= Peter B. Martin =

American photographer and publisher

Peter B. Martin, Sr. (1915–1992) was an American photographer and publisher. Martin was one of the top New York City publishing photographers in the 1950s, with work published in Mademoiselle, Cosmopolitan, Life, and McCall's.

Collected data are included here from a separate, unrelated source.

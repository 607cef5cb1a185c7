use chacha20poly1305::{
    aead::{Aead, AeadCore, KeyInit, OsRng, Payload},
    ChaCha20Poly1305, Nonce,
};
use chrono::{DateTime, Utc};
use sha2::{Digest, Sha256};
use thiserror::Error;

pub const TOKEN_VERSION: u8 = 1;
pub const NONCE_BYTES: usize = 12;
pub const TAG_BYTES: usize = 16;

/// version(1) + unix seconds i64 BE(8) + nonce(12). Authenticated as AAD so
/// neither the timestamp nor the nonce can be swapped without detection.
const HEADER_BYTES: usize = 1 + 8 + NONCE_BYTES;
const MIN_TOKEN_BYTES: usize = HEADER_BYTES + TAG_BYTES;

#[derive(Debug, Clone, Copy, Error, PartialEq, Eq)]
pub enum CipherError {
    #[error("token is too short or has an unknown version")]
    Malformed,
    #[error("token failed authentication (wrong key or tampered payload)")]
    Rejected,
    #[error("decrypted payload is not valid UTF-8")]
    Utf8,
}

/// Symmetric gateway keyed by one student's provisioned key string. The
/// 256-bit cipher key is the SHA-256 digest of that string, so any
/// printable key material from the roster works unchanged.
pub struct Cipher {
    key: [u8; 32],
}

impl Cipher {
    pub fn from_key_str(key: &str) -> Cipher {
        Cipher {
            key: Sha256::digest(key.as_bytes()).into(),
        }
    }

    /// Encrypts one result payload into a self-contained token with a fresh
    /// random nonce. Two seals of the same plaintext never produce the same
    /// token.
    pub fn seal(&self, plaintext: &str) -> Result<Vec<u8>, CipherError> {
        let cipher = ChaCha20Poly1305::new_from_slice(&self.key).expect("32-byte key");
        let nonce = ChaCha20Poly1305::generate_nonce(&mut OsRng);

        let mut token = Vec::with_capacity(MIN_TOKEN_BYTES + plaintext.len());
        token.push(TOKEN_VERSION);
        token.extend_from_slice(&Utc::now().timestamp().to_be_bytes());
        token.extend_from_slice(&nonce);

        let body = cipher
            .encrypt(
                &nonce,
                Payload {
                    msg: plaintext.as_bytes(),
                    aad: &token,
                },
            )
            .map_err(|_| CipherError::Rejected)?;
        token.extend_from_slice(&body);
        Ok(token)
    }

    pub fn open(&self, token: &[u8]) -> Result<String, CipherError> {
        if token.len() < MIN_TOKEN_BYTES || token[0] != TOKEN_VERSION {
            return Err(CipherError::Malformed);
        }
        let (header, body) = token.split_at(HEADER_BYTES);
        let nonce = Nonce::from_slice(&header[9..]);

        let cipher = ChaCha20Poly1305::new_from_slice(&self.key).expect("32-byte key");
        let plain = cipher
            .decrypt(
                nonce,
                Payload {
                    msg: body,
                    aad: header,
                },
            )
            .map_err(|_| CipherError::Rejected)?;
        String::from_utf8(plain).map_err(|_| CipherError::Utf8)
    }
}

/// Reads the embedded issue time without authenticating the token. Only for
/// diagnostics; trust nothing from an unopened token.
pub fn issued_at(token: &[u8]) -> Option<DateTime<Utc>> {
    if token.len() < MIN_TOKEN_BYTES || token[0] != TOKEN_VERSION {
        return None;
    }
    let secs = i64::from_be_bytes(token[1..9].try_into().ok()?);
    DateTime::from_timestamp(secs, 0)
}
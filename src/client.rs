use std::io::{self, BufRead, BufReader, Write};
use std::net::TcpStream;

use anyhow::{anyhow, bail, Context};
use tracing::info;

use crate::cipher::Cipher;
use crate::commands::Command;
use crate::config::Config;
use crate::roster::Roster;
use crate::wire;

struct AcceptedRequest {
    line: String,
    cipher: Cipher,
}

pub fn run(config: &Config) -> anyhow::Result<()> {
    // Same roster file as the server; the client only needs its id-to-key
    // view of it to decrypt responses.
    let roster = Roster::load_or_empty(&config.roster);

    let stream = TcpStream::connect((config.host.as_str(), config.port))
        .with_context(|| format!("failed to connect to {}:{}", config.host, config.port))?;
    info!("connected to \"{}\" on port {}", config.host, config.port);

    let mut reader = BufReader::new(stream.try_clone().context("clone connection stream")?);
    let mut writer = stream;

    let stdin = io::stdin();
    let mut console = stdin.lock();

    loop {
        let Some(request) = prompt_request(&roster, &mut console)? else {
            info!("end of input, closing connection");
            return Ok(());
        };

        writer
            .write_all(request.line.as_bytes())
            .and_then(|_| writer.write_all(b"\n"))
            .and_then(|_| writer.flush())
            .context("send request")?;

        match wire::recv_frame(&mut reader).context("receive response")? {
            None => bail!("server closed the connection"),
            Some(token) => {
                let plaintext = request
                    .cipher
                    .open(&token)
                    .map_err(|e| anyhow!("could not decrypt the server response: {e}"))?;
                println!("{plaintext}");
            }
        }
    }
}

/// Prompts until the operator supplies a valid "<student id> <command>"
/// line for a student with a provisioned key, echoing the command's
/// progress message on accept. `Ok(None)` on end of input. Nothing hits the
/// wire for a rejected line.
fn prompt_request(
    roster: &Roster,
    console: &mut impl BufRead,
) -> anyhow::Result<Option<AcceptedRequest>> {
    loop {
        print!("Input: ");
        io::stdout().flush().context("flush prompt")?;

        let mut line = String::new();
        if console.read_line(&mut line).context("read console input")? == 0 {
            return Ok(None);
        }
        let trimmed = line.trim();
        let tokens: Vec<&str> = trimmed.split_whitespace().collect();

        let &[id, token] = tokens.as_slice() else {
            println!("Expected \"<student id> <command>\". Please try again.");
            continue;
        };
        let Some(command) = Command::resolve(token) else {
            println!("Invalid command. Please try again.");
            continue;
        };
        let Some(key) = roster.lookup(id).and_then(|r| r.key()) else {
            println!("No key on file for student {id}. Please try again.");
            continue;
        };

        println!("Command entered: {}", command.token);
        println!("{}", command.progress);
        return Ok(Some(AcceptedRequest {
            line: trimmed.to_string(),
            cipher: Cipher::from_key_str(key),
        }));
    }
}
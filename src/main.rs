use anyhow::Result;
use clap::Parser;
use tracing::error;
use tracing_subscriber::EnvFilter;

use gradeport::cli::{Args, Role};
use gradeport::config::Config;
use gradeport::{client, server};

fn main() {
    let args = Args::parse();
    init_logging(args.verbose);

    if let Err(e) = run(&args) {
        error!("{e:#}");
        std::process::exit(1);
    }
}

fn run(args: &Args) -> Result<()> {
    let config = Config::resolve(args)?;
    match args.role {
        Role::Server => server::run(&config),
        Role::Client => client::run(&config),
    }
}

fn init_logging(verbose: bool) {
    let default = if verbose { "debug" } else { "info" };
    let filter = EnvFilter::try_from_default_env().unwrap_or_else(|_| EnvFilter::new(default));

    // Diagnostics go to stderr; stdout is the client's interactive surface.
    let subscriber = tracing_subscriber::fmt()
        .with_env_filter(filter)
        .with_writer(std::io::stderr)
        .with_target(false)
        .compact()
        .finish();
    tracing::subscriber::set_global_default(subscriber).expect("set tracing subscriber");
}
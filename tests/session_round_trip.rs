use std::io::{BufReader, Write};
use std::net::{SocketAddr, TcpListener, TcpStream};

use gradeport::cipher::{Cipher, CipherError};
use gradeport::roster::Roster;
use gradeport::server;
use gradeport::wire;

const SAMPLE: &str = "\
Name,ID Number,Key,Midterm
Lisa Simpson,1803933,lisa-key-2024,80
Bart Simpson,1884159,bart-key-2024,90
";

/// Serves the given roster on an ephemeral localhost port, one connection
/// at a time, for the lifetime of the test process.
fn start_server(roster_text: &str) -> SocketAddr {
    let roster: &'static Roster =
        Box::leak(Box::new(Roster::parse(roster_text).expect("parse roster")));
    let listener = TcpListener::bind("127.0.0.1:0").expect("bind ephemeral port");
    let addr = listener.local_addr().expect("local addr");
    std::thread::spawn(move || {
        let _ = server::serve(listener, roster);
    });
    addr
}

fn connect(addr: SocketAddr) -> (TcpStream, BufReader<TcpStream>) {
    let stream = TcpStream::connect(addr).expect("connect");
    let reader = BufReader::new(stream.try_clone().expect("clone stream"));
    (stream, reader)
}

fn send_line(stream: &mut TcpStream, line: &str) {
    stream.write_all(line.as_bytes()).expect("send line");
    stream.write_all(b"\n").expect("send newline");
    stream.flush().expect("flush");
}

#[test]
fn gma_round_trip_decrypts_under_the_requesters_key() {
    let addr = start_server(SAMPLE);
    let (mut stream, mut reader) = connect(addr);

    send_line(&mut stream, "1803933 GMA");
    let token = wire::recv_frame(&mut reader)
        .expect("recv")
        .expect("one response frame");

    let plaintext = Cipher::from_key_str("lisa-key-2024")
        .open(&token)
        .expect("decrypt with the requester's key");
    assert_eq!(plaintext, "Midterm average: 85.0");

    // Any other student's key must not open the same response.
    assert_eq!(
        Cipher::from_key_str("bart-key-2024").open(&token),
        Err(CipherError::Rejected)
    );
}

#[test]
fn gg_returns_the_requesters_record_only() {
    let addr = start_server(SAMPLE);
    let (mut stream, mut reader) = connect(addr);

    send_line(&mut stream, "1884159 GG");
    let token = wire::recv_frame(&mut reader).expect("recv").expect("frame");

    let plaintext = Cipher::from_key_str("bart-key-2024")
        .open(&token)
        .expect("decrypt");
    assert_eq!(
        plaintext,
        "Name: Bart Simpson, Key: bart-key-2024, Midterm: 90"
    );
    assert!(!plaintext.contains("Lisa"));
}

#[test]
fn requests_are_stateless_across_one_connection() {
    let addr = start_server(SAMPLE);
    let (mut stream, mut reader) = connect(addr);

    send_line(&mut stream, "1803933 GMA");
    let first = wire::recv_frame(&mut reader).expect("recv").expect("frame");
    assert!(Cipher::from_key_str("lisa-key-2024").open(&first).is_ok());

    send_line(&mut stream, "1884159 GG");
    let second = wire::recv_frame(&mut reader).expect("recv").expect("frame");
    assert!(Cipher::from_key_str("bart-key-2024").open(&second).is_ok());
}

#[test]
fn unknown_command_is_rejected_but_the_connection_survives() {
    let addr = start_server(SAMPLE);
    let (mut stream, mut reader) = connect(addr);

    // No reply is sent for the rejected token, so the next frame on the
    // wire belongs to the follow-up request.
    send_line(&mut stream, "1803933 BOGUS");
    send_line(&mut stream, "1803933 GMA");

    let token = wire::recv_frame(&mut reader).expect("recv").expect("frame");
    let plaintext = Cipher::from_key_str("lisa-key-2024")
        .open(&token)
        .expect("decrypt");
    assert_eq!(plaintext, "Midterm average: 85.0");
}

#[test]
fn malformed_lines_are_rejected_but_the_connection_survives() {
    let addr = start_server(SAMPLE);
    let (mut stream, mut reader) = connect(addr);

    send_line(&mut stream, "1803933");
    send_line(&mut stream, "1803933 GMA extra");
    send_line(&mut stream, "1803933 GMA");

    let token = wire::recv_frame(&mut reader).expect("recv").expect("frame");
    assert!(Cipher::from_key_str("lisa-key-2024").open(&token).is_ok());
}

#[test]
fn unknown_student_closes_the_connection_but_not_the_listener() {
    let addr = start_server(SAMPLE);

    let (mut stream, mut reader) = connect(addr);
    send_line(&mut stream, "9999999 GMA");
    assert!(
        wire::recv_frame(&mut reader).expect("recv").is_none(),
        "connection should be closed without a reply"
    );

    // The listener keeps accepting after the failed connection.
    let (mut stream, mut reader) = connect(addr);
    send_line(&mut stream, "1803933 GMA");
    assert!(wire::recv_frame(&mut reader).expect("recv").is_some());
}

#[test]
fn compute_errors_close_the_connection_without_a_reply() {
    let bad = "\
Name,ID Number,Key,Midterm
Lisa Simpson,1803933,lisa-key-2024,ninety
";
    let addr = start_server(bad);
    let (mut stream, mut reader) = connect(addr);

    send_line(&mut stream, "1803933 GMA");
    assert!(wire::recv_frame(&mut reader).expect("recv").is_none());
}

#[test]
fn peer_close_at_the_request_boundary_is_clean() {
    let addr = start_server(SAMPLE);
    let (stream, reader) = connect(addr);
    drop(stream);
    drop(reader);

    // The listener must still be serving after the silent disconnect.
    let (mut stream, mut reader) = connect(addr);
    send_line(&mut stream, "1884159 GMA");
    assert!(wire::recv_frame(&mut reader).expect("recv").is_some());
}
use std::io::{BufRead, BufReader};
use std::net::{TcpListener, TcpStream};

use anyhow::Context;
use thiserror::Error;
use tracing::{debug, info, warn};

use crate::calc::{self, CalcError};
use crate::cipher::Cipher;
use crate::commands::Command;
use crate::config::Config;
use crate::roster::Roster;
use crate::wire;

#[derive(Debug, Error)]
pub enum RequestError {
    #[error("malformed request: expected \"<student id> <command>\", got {got} token(s)")]
    Malformed { got: usize },
    #[error("unknown command: {0}")]
    UnknownCommand(String),
    #[error("student not found: {0}")]
    UnknownStudent(String),
    #[error("student {0} has no encryption key provisioned")]
    MissingKey(String),
    #[error(transparent)]
    Calc(#[from] CalcError),
    #[error("failed to encrypt the result")]
    Seal,
}

impl RequestError {
    /// Whether the connection survives this failure. Malformed lines and
    /// unknown commands are rejected without dropping the peer; anything
    /// discovered once the roster is in play closes the connection.
    pub fn keeps_connection(&self) -> bool {
        matches!(
            self,
            RequestError::Malformed { .. } | RequestError::UnknownCommand(_)
        )
    }
}

/// Validate, compute and encrypt one request line. The grammar is resolved
/// before the roster is touched, so an unknown command never reads roster
/// state and an unknown student never reaches the aggregation or the cipher.
pub fn answer_request(roster: &Roster, line: &str) -> Result<Vec<u8>, RequestError> {
    let tokens: Vec<&str> = line.split_whitespace().collect();
    let &[id, token] = tokens.as_slice() else {
        return Err(RequestError::Malformed { got: tokens.len() });
    };

    let command =
        Command::resolve(token).ok_or_else(|| RequestError::UnknownCommand(token.to_string()))?;
    let record = roster
        .lookup(id)
        .ok_or_else(|| RequestError::UnknownStudent(id.to_string()))?;
    debug!("user found: {id}");

    let result = calc::answer(roster, record, command)?;
    info!("sending: {result}");

    let key = record
        .key()
        .ok_or_else(|| RequestError::MissingKey(id.to_string()))?;
    Cipher::from_key_str(key)
        .seal(&result)
        .map_err(|_| RequestError::Seal)
}

pub fn run(config: &Config) -> anyhow::Result<()> {
    let roster = Roster::load_or_empty(&config.roster);
    info!(
        "loaded {} student record(s) from {}",
        roster.len(),
        config.roster.display()
    );

    let listener = TcpListener::bind((config.host.as_str(), config.port))
        .with_context(|| format!("failed to bind {}:{}", config.host, config.port))?;
    info!("listening on port {} ...", config.port);
    serve(listener, &roster)
}

/// Accepts and serves one connection at a time. A failed connection never
/// stops the listener; only an accept failure does.
pub fn serve(listener: TcpListener, roster: &Roster) -> anyhow::Result<()> {
    loop {
        let (stream, peer) = listener.accept().context("accept failed")?;
        info!("connection received from {peer}");
        if let Err(e) = handle_connection(stream, roster) {
            warn!("connection error: {e:#}");
        }
        info!("client connection closed");
    }
}

/// One connection's request loop: read a line, answer it, repeat. A
/// zero-length read is the peer closing cleanly.
fn handle_connection(stream: TcpStream, roster: &Roster) -> anyhow::Result<()> {
    let mut reader = BufReader::new(stream.try_clone().context("clone connection stream")?);
    let mut writer = stream;

    let mut line = String::new();
    loop {
        line.clear();
        let n = reader.read_line(&mut line).context("read request line")?;
        if n == 0 {
            return Ok(());
        }
        let request = line.trim();
        if request.is_empty() {
            continue;
        }
        info!("received: {request}");

        match answer_request(roster, request) {
            Ok(token) => {
                wire::send_frame(&mut writer, &token).context("send response frame")?;
            }
            Err(e) if e.keeps_connection() => {
                warn!("rejected request: {e}");
            }
            Err(e) => {
                warn!("closing connection: {e}");
                return Ok(());
            }
        }
    }
}
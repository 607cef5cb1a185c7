use std::collections::HashMap;
use std::path::Path;

use thiserror::Error;
use tracing::{debug, warn};

/// Position of the student id in every row. The id is the map key, not a
/// record field.
pub const ID_COLUMN: usize = 1;

/// Column holding the per-student encryption key. Provisioned externally,
/// never generated here.
pub const KEY_FIELD: &str = "Key";

#[derive(Debug, Error)]
pub enum RosterError {
    #[error("failed to read roster file: {0}")]
    Io(#[from] std::io::Error),
    #[error("roster file has no header row")]
    MissingHeader,
    #[error("header row has no column at the student id position")]
    NarrowHeader,
    #[error("row {row} has {got} field(s), header has {expected}")]
    MalformedRow {
        row: usize,
        got: usize,
        expected: usize,
    },
    #[error("row {row} repeats student id {id}")]
    DuplicateId { row: usize, id: String },
}

/// One student's field name to value mapping, in header order.
#[derive(Debug, Clone, PartialEq, Eq)]
pub struct StudentRecord {
    fields: Vec<(String, String)>,
}

impl StudentRecord {
    pub fn field(&self, name: &str) -> Option<&str> {
        self.fields
            .iter()
            .find(|(k, _)| k == name)
            .map(|(_, v)| v.as_str())
    }

    /// Fields in header order, id column excluded.
    pub fn fields(&self) -> impl Iterator<Item = (&str, &str)> {
        self.fields.iter().map(|(k, v)| (k.as_str(), v.as_str()))
    }

    pub fn key(&self) -> Option<&str> {
        self.field(KEY_FIELD)
    }
}

/// The course roster, loaded once at startup and immutable afterwards.
#[derive(Debug, Default)]
pub struct Roster {
    students: HashMap<String, StudentRecord>,
}

impl Roster {
    pub fn load(path: &Path) -> Result<Roster, RosterError> {
        let text = std::fs::read_to_string(path)?;
        Self::parse(&text)
    }

    /// Startup policy: a missing or malformed roster file is not fatal. The
    /// server runs with an empty roster and every lookup fails instead.
    pub fn load_or_empty(path: &Path) -> Roster {
        match Self::load(path) {
            Ok(roster) => {
                debug!(
                    "read {} student record(s) from {}",
                    roster.len(),
                    path.display()
                );
                roster
            }
            Err(RosterError::Io(e)) if e.kind() == std::io::ErrorKind::NotFound => {
                warn!(
                    "roster file {} not found, starting with an empty roster",
                    path.display()
                );
                Roster::default()
            }
            Err(e) => {
                warn!(
                    "could not load roster from {}: {e}; starting with an empty roster",
                    path.display()
                );
                Roster::default()
            }
        }
    }

    /// First non-blank line is the header, every other non-blank line is one
    /// student row. Blank lines are ignored wherever they appear. A row whose
    /// width differs from the header fails the whole load; nothing is ever
    /// indexed positionally past a width check.
    pub fn parse(text: &str) -> Result<Roster, RosterError> {
        let mut lines = text
            .lines()
            .map(str::trim)
            .enumerate()
            .filter(|(_, line)| !line.is_empty());

        let Some((_, header_line)) = lines.next() else {
            return Err(RosterError::MissingHeader);
        };
        let header: Vec<&str> = header_line.split(',').collect();
        if header.len() <= ID_COLUMN {
            return Err(RosterError::NarrowHeader);
        }

        let mut students = HashMap::new();
        for (idx, line) in lines {
            let row = idx + 1;
            let cells: Vec<&str> = line.split(',').collect();
            if cells.len() != header.len() {
                return Err(RosterError::MalformedRow {
                    row,
                    got: cells.len(),
                    expected: header.len(),
                });
            }
            let id = cells[ID_COLUMN].to_string();
            let fields = header
                .iter()
                .zip(cells.iter())
                .enumerate()
                .filter(|(i, _)| *i != ID_COLUMN)
                .map(|(_, (k, v))| (k.to_string(), v.to_string()))
                .collect();
            if students
                .insert(id.clone(), StudentRecord { fields })
                .is_some()
            {
                return Err(RosterError::DuplicateId { row, id });
            }
        }
        Ok(Roster { students })
    }

    pub fn lookup(&self, id: &str) -> Option<&StudentRecord> {
        self.students.get(id)
    }

    pub fn entries(&self) -> impl Iterator<Item = (&str, &StudentRecord)> {
        self.students.iter().map(|(id, r)| (id.as_str(), r))
    }

    pub fn len(&self) -> usize {
        self.students.len()
    }

    pub fn is_empty(&self) -> bool {
        self.students.is_empty()
    }
}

From the late 1940s to the 1960s, he was a fashion photographer and photojournalist. He photographed many celebrities including Frank Sinatra, Bunk Johnson, Edgar Bergen, Imogene Coca, Edward R Murrow, Arthur Schlesinger, Jr, Leonard Bernstein, Eleanor Roosevelt, Natalie Wood, James Dean, Vera Zorina, Kim Novak, Ann Francis, Sheree North, Walt Disney, Jack Webb, the Allman Brothers, Jim Morrison, The Doors, Jimi Hendrix, The Grateful Dead and Janis Joplin.
In addition to his photography, Martin published periodicals about photography (Figure and Photography Workshop) during the early 1950s, and in the late 1950s and 1960s he published television and music magazines (Movie Teen Illustrated and Pop Rock).

==Photography Workshop==
New York was a photojournalism mecca in the 1950s, and Peter Martin's "studio 61" at 286 Bleecker Street in Greenwich Village, New York, was a gathering place for many photographers at that time. Many contributed to the Photography Workshop publication, which was devoted to the photographer's work, techniques, equipment and art.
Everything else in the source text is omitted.